=== Data supplied ===

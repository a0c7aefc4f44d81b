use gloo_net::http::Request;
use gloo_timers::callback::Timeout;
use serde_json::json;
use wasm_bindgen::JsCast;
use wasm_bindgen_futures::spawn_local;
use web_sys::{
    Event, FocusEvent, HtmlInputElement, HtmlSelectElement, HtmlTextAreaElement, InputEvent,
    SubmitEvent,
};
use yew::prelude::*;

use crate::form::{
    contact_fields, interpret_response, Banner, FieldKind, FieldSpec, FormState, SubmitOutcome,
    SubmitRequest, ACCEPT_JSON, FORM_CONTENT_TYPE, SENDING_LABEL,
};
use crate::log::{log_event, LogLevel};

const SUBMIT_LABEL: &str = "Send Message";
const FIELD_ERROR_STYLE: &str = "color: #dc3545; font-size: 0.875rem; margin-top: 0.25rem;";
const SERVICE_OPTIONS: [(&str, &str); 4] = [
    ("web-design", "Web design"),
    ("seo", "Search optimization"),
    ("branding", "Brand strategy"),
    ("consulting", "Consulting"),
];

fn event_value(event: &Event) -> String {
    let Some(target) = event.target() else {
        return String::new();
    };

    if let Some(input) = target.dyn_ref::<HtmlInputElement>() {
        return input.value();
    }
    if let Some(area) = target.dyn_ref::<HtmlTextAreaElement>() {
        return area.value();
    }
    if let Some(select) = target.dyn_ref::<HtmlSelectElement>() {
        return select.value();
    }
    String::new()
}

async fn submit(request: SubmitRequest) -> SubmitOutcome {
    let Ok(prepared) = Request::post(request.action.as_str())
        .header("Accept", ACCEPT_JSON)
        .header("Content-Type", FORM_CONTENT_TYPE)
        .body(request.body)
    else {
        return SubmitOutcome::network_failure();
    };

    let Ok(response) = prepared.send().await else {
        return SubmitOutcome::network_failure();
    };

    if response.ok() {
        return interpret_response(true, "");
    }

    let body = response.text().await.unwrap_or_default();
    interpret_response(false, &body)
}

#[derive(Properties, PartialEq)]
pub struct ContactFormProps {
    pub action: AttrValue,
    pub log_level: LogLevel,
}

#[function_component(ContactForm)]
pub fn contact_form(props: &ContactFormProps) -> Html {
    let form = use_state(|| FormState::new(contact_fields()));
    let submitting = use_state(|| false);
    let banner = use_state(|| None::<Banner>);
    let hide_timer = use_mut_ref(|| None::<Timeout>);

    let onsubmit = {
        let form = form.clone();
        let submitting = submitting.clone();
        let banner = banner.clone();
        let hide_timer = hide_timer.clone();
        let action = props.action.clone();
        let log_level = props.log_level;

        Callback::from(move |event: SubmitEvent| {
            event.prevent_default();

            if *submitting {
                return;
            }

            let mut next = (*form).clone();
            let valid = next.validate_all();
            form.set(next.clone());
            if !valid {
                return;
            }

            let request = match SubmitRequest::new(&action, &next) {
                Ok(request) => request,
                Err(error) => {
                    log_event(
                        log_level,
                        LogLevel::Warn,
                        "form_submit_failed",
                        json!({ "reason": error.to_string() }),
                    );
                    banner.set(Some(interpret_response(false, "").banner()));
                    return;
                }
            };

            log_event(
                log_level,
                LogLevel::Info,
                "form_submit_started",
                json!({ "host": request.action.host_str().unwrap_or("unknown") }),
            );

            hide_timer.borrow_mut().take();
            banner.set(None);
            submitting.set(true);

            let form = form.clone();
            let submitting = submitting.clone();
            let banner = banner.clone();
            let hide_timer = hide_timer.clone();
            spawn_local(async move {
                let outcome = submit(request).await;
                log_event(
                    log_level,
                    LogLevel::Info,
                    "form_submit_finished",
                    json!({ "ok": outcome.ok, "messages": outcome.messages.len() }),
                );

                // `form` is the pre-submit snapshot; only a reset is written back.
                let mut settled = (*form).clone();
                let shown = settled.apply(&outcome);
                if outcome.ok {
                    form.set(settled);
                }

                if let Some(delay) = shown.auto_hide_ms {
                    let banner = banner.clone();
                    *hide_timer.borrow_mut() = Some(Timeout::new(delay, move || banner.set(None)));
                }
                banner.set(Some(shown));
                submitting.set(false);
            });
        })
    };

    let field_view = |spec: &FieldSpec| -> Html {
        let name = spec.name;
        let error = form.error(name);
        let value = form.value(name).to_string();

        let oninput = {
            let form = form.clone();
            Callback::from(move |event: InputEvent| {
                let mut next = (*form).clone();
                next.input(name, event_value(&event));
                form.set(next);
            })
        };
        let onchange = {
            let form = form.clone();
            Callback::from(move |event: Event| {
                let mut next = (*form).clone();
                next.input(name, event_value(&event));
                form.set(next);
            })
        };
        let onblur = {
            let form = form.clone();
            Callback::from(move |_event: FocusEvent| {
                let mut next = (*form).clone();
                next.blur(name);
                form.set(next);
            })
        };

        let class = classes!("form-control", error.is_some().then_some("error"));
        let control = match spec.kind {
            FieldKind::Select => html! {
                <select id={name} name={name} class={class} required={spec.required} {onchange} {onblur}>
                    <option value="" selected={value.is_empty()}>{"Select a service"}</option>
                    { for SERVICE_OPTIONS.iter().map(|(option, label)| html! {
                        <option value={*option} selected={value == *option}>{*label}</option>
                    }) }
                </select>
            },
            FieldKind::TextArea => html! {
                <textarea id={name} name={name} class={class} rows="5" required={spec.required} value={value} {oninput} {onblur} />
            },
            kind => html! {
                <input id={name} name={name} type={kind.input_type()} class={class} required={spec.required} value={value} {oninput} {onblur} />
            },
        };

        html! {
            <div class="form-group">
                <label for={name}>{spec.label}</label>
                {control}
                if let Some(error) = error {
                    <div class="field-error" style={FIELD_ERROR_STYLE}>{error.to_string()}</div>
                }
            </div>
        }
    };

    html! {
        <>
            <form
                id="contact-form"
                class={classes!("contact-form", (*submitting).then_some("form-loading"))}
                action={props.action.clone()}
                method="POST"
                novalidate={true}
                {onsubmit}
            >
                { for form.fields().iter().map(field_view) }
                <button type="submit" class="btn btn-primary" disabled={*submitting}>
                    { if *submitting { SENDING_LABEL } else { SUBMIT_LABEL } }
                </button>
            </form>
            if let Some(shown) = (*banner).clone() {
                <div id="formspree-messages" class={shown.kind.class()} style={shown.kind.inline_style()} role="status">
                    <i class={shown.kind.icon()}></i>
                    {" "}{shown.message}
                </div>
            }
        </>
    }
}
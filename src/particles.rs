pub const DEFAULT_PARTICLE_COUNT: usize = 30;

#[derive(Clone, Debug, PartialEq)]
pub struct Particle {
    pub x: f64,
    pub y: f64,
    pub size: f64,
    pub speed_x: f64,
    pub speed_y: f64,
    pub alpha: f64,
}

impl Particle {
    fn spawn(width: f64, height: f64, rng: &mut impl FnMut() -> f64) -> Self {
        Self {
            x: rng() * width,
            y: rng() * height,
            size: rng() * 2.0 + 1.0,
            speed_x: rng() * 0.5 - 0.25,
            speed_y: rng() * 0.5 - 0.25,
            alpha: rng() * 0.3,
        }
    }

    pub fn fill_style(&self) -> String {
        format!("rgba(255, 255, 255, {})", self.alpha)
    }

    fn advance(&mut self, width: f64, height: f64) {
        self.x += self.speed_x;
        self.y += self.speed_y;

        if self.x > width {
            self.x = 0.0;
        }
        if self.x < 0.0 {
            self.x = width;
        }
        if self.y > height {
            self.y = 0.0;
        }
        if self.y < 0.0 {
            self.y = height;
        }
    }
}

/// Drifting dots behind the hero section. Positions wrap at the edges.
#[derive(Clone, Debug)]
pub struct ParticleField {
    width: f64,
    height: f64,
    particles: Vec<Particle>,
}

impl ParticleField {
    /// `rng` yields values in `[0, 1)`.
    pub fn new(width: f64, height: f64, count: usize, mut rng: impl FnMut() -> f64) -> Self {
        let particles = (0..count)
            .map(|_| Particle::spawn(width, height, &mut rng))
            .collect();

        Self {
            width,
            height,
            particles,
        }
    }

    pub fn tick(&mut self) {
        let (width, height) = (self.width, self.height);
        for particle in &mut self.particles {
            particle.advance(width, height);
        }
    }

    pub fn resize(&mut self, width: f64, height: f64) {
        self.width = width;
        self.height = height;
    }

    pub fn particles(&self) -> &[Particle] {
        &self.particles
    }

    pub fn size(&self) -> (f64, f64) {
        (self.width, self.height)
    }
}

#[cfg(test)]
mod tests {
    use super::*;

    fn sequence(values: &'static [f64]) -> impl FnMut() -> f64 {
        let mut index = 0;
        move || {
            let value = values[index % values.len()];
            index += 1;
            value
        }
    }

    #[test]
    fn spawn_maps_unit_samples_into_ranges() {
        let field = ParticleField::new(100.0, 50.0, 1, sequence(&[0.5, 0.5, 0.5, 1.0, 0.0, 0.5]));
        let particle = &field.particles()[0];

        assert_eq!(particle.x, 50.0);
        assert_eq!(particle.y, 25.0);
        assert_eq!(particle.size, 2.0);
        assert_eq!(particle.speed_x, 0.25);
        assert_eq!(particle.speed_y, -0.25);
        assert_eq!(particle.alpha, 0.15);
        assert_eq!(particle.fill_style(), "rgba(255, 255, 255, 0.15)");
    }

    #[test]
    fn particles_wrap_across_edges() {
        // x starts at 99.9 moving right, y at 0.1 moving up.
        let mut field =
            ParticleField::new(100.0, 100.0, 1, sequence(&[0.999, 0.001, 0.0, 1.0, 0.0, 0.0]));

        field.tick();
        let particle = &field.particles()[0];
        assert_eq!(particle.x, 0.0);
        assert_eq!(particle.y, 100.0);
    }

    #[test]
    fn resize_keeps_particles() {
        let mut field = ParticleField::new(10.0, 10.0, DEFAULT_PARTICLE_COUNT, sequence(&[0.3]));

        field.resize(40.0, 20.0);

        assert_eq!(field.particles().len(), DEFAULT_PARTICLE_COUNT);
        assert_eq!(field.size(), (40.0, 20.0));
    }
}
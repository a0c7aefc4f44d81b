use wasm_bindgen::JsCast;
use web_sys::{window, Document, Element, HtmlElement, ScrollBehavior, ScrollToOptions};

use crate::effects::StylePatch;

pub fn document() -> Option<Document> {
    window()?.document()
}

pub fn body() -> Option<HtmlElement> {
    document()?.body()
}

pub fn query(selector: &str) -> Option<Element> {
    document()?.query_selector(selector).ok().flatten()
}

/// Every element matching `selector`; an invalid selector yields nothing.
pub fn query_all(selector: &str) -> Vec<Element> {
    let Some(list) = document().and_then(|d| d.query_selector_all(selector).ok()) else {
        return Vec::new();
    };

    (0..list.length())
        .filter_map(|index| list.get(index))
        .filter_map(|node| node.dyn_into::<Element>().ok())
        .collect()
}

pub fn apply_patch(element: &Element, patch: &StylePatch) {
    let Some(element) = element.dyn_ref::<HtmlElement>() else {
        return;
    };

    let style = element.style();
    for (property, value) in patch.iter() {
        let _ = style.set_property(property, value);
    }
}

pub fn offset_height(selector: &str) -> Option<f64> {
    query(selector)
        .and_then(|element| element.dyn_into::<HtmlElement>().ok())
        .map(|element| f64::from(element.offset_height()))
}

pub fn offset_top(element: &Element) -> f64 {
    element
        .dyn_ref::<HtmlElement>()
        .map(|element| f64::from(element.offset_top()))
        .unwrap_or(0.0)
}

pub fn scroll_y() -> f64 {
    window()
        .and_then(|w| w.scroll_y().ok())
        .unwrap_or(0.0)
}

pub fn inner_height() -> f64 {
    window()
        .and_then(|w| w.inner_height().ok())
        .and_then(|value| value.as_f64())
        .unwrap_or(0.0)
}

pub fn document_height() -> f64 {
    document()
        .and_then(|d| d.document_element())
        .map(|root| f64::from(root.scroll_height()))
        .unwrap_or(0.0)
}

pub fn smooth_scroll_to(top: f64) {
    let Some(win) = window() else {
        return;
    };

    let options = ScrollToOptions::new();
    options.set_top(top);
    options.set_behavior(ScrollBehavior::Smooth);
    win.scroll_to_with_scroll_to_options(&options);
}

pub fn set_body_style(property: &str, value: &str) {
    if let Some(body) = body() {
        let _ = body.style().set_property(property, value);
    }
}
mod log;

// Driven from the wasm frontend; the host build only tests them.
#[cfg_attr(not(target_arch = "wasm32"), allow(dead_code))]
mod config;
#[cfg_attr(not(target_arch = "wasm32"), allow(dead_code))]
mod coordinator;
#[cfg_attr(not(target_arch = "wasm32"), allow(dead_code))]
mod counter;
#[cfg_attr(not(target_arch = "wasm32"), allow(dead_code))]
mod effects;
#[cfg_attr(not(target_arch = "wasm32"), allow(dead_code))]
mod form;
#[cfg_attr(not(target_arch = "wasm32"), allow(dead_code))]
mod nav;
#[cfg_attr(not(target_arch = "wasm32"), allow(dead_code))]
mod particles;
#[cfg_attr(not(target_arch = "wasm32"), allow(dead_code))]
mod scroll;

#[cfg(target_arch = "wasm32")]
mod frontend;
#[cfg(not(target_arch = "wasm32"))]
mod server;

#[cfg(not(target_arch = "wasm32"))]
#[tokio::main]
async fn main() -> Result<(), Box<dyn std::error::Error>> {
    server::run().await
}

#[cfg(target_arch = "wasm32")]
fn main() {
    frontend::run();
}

===

Exercise directions: For every line in the data above that holds "Timeout", return the line itself.

Finished task:
use gloo_timers::callback::Timeout;
    let hide_timer = use_mut_ref(|| None::<Timeout>);
                    *hide_timer.borrow_mut() = Some(Timeout::new(delay, move || banner.set(None)));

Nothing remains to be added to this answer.